The mood going into Budget day was one of cautious and somewhat resigned realism. As Camilla noted, many in the property industry were quietly hoping for a meaningful intervention — a last-ditch attempt by the Conservative government to win back public support through tangible tax relief. But with the UK having entered recession in the final quarter of 2023, the scope for giveaways was always going to be severely limited. As Camilla put it directly: she simply could not see what the Conservatives had left to give away on tax.
The deeper frustration, however, runs beyond any single Budget. The property market has absorbed a sustained series of tax increases and regulatory burdens since the Conservatives came to power — changes that, taken together, have created significant friction across the entire housing system. Stamp duty, in Camilla’s view, has reached levels that are genuinely prohibitive, creating a substantial drag on transaction volumes and preventing many people from moving up or down the housing ladder as their circumstances change. A simpler, fairer system — one that facilitates rather than obstructs mobility — is long overdue.

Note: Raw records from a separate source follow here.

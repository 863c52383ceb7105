use std::fs::File;
use std::io::{BufWriter, Write};
use std::path::Path;
use std::sync::Arc;

use anyhow::{bail, Context};
use colored::Colorize;
use serde_json::json;
use tracing::debug;
use vale_codec::{decode_sequence, encode_to, CodecError, EncodeSummary};
use vale_crypto::{ContentHasher, HashScheme};
use vale_resolve::{DirectoryTreeProvider, HashResolver, ResolverConfig};
use vale_store::FileTree;
use vale_types::{ContentHash, Declaration, Value};

use crate::cli::*;

pub async fn run_command(cli: Cli) -> anyhow::Result<()> {
    let format = cli.format;
    match cli.command {
        Command::Hash(args) => cmd_hash(args, format),
        Command::Encode(args) => cmd_encode(args, format),
        Command::Decode(args) => cmd_decode(args, format),
        Command::Resolve(args) => cmd_resolve(args, format).await,
    }
}

fn load_tree(path: &Path) -> anyhow::Result<FileTree> {
    FileTree::load_from_path(path).with_context(|| format!("failed to load {}", path.display()))
}

/// Digests of a loaded file or directory.
struct HashReport {
    hash_tree: Option<ContentHash>,
    sha256: Option<ContentHash>,
    blobs: usize,
    verified: bool,
}

/// Hash the tree at `path`, keeping only `scheme` when one is given. With
/// `verify`, fails unless the content matches that hex digest: under either
/// scheme for a file, as a hash-tree digest for a directory.
fn hash_path(path: &Path, scheme: Option<HashScheme>, verify: Option<&str>) -> anyhow::Result<HashReport> {
    let tree = load_tree(path)?;
    let hash_tree = ContentHasher::value_digest(&tree.to_value());
    let sha256 = match &tree {
        FileTree::Blob(bytes) => Some(ContentHasher::digest(HashScheme::Sha256, bytes)),
        FileTree::Tree(_) => None,
    };
    if scheme == Some(HashScheme::Sha256) && sha256.is_none() {
        bail!("{} is a directory; sha256 applies to single files", path.display());
    }

    if let Some(hex) = verify {
        let expected = ContentHash::from_hex(hex)?;
        let matches = match &tree {
            FileTree::Blob(bytes) => ContentHasher::verify_any(bytes, &expected),
            FileTree::Tree(_) => hash_tree == expected,
        };
        if !matches {
            bail!("{} does not match {}", path.display(), expected);
        }
    }

    Ok(HashReport {
        hash_tree: (scheme != Some(HashScheme::Sha256)).then_some(hash_tree),
        sha256: sha256.filter(|_| scheme != Some(HashScheme::HashTree)),
        blobs: tree.enumerate_blobs_transitive().len(),
        verified: verify.is_some(),
    })
}

fn cmd_hash(args: HashArgs, format: OutputFormat) -> anyhow::Result<()> {
    let report = hash_path(&args.path, args.scheme, args.verify.as_deref())?;

    match format {
        OutputFormat::Json => println!(
            "{}",
            json!({
                "path": args.path.display().to_string(),
                "hash_tree": report.hash_tree.map(|h| h.to_hex()),
                "sha256": report.sha256.map(|h| h.to_hex()),
                "blobs": report.blobs,
                "verified": report.verified,
            })
        ),
        OutputFormat::Text => {
            if let Some(h) = report.hash_tree {
                println!("{} {}", HashScheme::HashTree.to_string().bold(), h.to_string().yellow());
            }
            if let Some(h) = report.sha256 {
                println!("{}    {}", HashScheme::Sha256.to_string().bold(), h.to_string().yellow());
            } else if args.scheme.is_none() {
                println!("{} blobs in {}", report.blobs, args.path.display());
            }
            if report.verified {
                println!("{} digest verified", "✓".green().bold());
            }
        }
    }
    Ok(())
}

/// Encode the tree at `path` into `output`. Returns the summary, the root
/// hash and the number of bytes written.
fn encode_path(
    path: &Path,
    output: &Path,
    id_offset: u64,
) -> anyhow::Result<(EncodeSummary, ContentHash, u64)> {
    let value = load_tree(path)?.to_value();
    let file = File::create(output).with_context(|| format!("failed to create {}", output.display()))?;
    let mut writer = BufWriter::new(file);
    let summary = encode_to(&mut writer, &value, id_offset)?;
    writer.flush()?;
    let written = std::fs::metadata(output)?.len();
    Ok((summary, value.hash(), written))
}

fn cmd_encode(args: EncodeArgs, format: OutputFormat) -> anyhow::Result<()> {
    let (summary, root, written) = encode_path(&args.path, &args.output, args.id_offset)?;
    match format {
        OutputFormat::Json => println!(
            "{}",
            json!({
                "output": args.output.display().to_string(),
                "root": root.to_hex(),
                "declarations": summary.declaration_count,
                "next_id": summary.next_id,
                "bytes": written,
            })
        ),
        OutputFormat::Text => {
            println!(
                "{} Encoded {} into {}",
                "✓".green().bold(),
                args.path.display(),
                args.output.display().to_string().bold()
            );
            println!("  Root: {}", root.to_string().yellow());
            match summary.next_id {
                Some(next) => println!(
                    "  Declarations: {} (next id {next})",
                    summary.declaration_count
                ),
                None => println!("  Declarations: {} (id space exhausted)", summary.declaration_count),
            }
            println!("  Bytes: {written}");
        }
    }
    Ok(())
}

fn decode_file(path: &Path) -> anyhow::Result<Vec<Declaration>> {
    let data = std::fs::read(path).with_context(|| format!("failed to read {}", path.display()))?;
    let declarations = decode_sequence(&data)?;
    if declarations.is_empty() {
        return Err(CodecError::EmptyStream.into());
    }
    Ok(declarations)
}

fn variant(value: &Value) -> &'static str {
    if value.is_blob() {
        "blob"
    } else {
        "list"
    }
}

fn cmd_decode(args: DecodeArgs, format: OutputFormat) -> anyhow::Result<()> {
    let declarations = decode_file(&args.file)?;
    let Some(root) = declarations.last() else {
        bail!("no declarations in {}", args.file.display());
    };

    match format {
        OutputFormat::Json => {
            let entries: Vec<_> = declarations
                .iter()
                .map(|d| {
                    json!({
                        "id": d.id,
                        "variant": variant(&d.value),
                        "size": d.value.size(),
                        "hash": d.value.hash().to_hex(),
                    })
                })
                .collect();
            println!(
                "{}",
                json!({ "declarations": entries, "root": root.id, "root_hash": root.value.hash().to_hex() })
            );
        }
        OutputFormat::Text => {
            for d in &declarations {
                println!(
                    "{:>6}  {:<4}  {:>10}  {}",
                    d.id.to_string().yellow(),
                    variant(&d.value),
                    d.value.size(),
                    d.value.hash().short_hex().dimmed()
                );
            }
            println!(
                "Root: declaration {} ({})",
                root.id.to_string().yellow().bold(),
                root.value.hash()
            );
        }
    }
    Ok(())
}

async fn cmd_resolve(args: ResolveArgs, format: OutputFormat) -> anyhow::Result<()> {
    let mut config = match &args.config {
        Some(path) => ResolverConfig::load(path)?,
        None => ResolverConfig::default(),
    };
    if args.cache_dir.is_some() {
        config.cache_dir = args.cache_dir.clone();
    }
    debug!(cache_dir = ?config.cache_dir, hints = ?config.merged_hints(&args.hints), "resolving");

    let resolver = HashResolver::from_config(&config, Arc::new(DirectoryTreeProvider::new()))?;
    let resolved = resolver.resolve(&args.hash, &args.hints).await?;

    if let Some(output) = &args.output {
        std::fs::write(output, &resolved.bytes)
            .with_context(|| format!("failed to write {}", output.display()))?;
    }

    match format {
        OutputFormat::Json => println!(
            "{}",
            json!({
                "hash": args.hash.trim().to_lowercase(),
                "len": resolved.bytes.len(),
                "scheme": resolved.scheme.to_string(),
                "origin": resolved.origin.to_string(),
                "output": args.output.as_ref().map(|p| p.display().to_string()),
            })
        ),
        OutputFormat::Text => match &args.output {
            Some(output) => println!(
                "{} {} bytes from {} ({}) written to {}",
                "✓".green().bold(),
                resolved.bytes.len(),
                resolved.origin,
                resolved.scheme.to_string().cyan(),
                output.display().to_string().bold()
            ),
            None => std::io::stdout().write_all(&resolved.bytes)?,
        },
    }
    Ok(())
}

The buy-to-let sector tells a similarly troubling story. The cumulative weight of regulatory red tape placed on private landlords has driven many out of the market entirely, with the entirely predictable — if perhaps unintended — consequence of dramatically reduced rental supply. In London, rents have risen by double digits over recent years as a direct result. The people paying the price for these policy decisions are not wealthy landlords but ordinary tenants, many of whom are already stretched to their limits.
At Black Brick, we will continue to advocate for a property tax system that is proportionate, transparent and genuinely supportive of a healthy, functioning housing market — and to help our clients navigate whatever the policy environment delivers.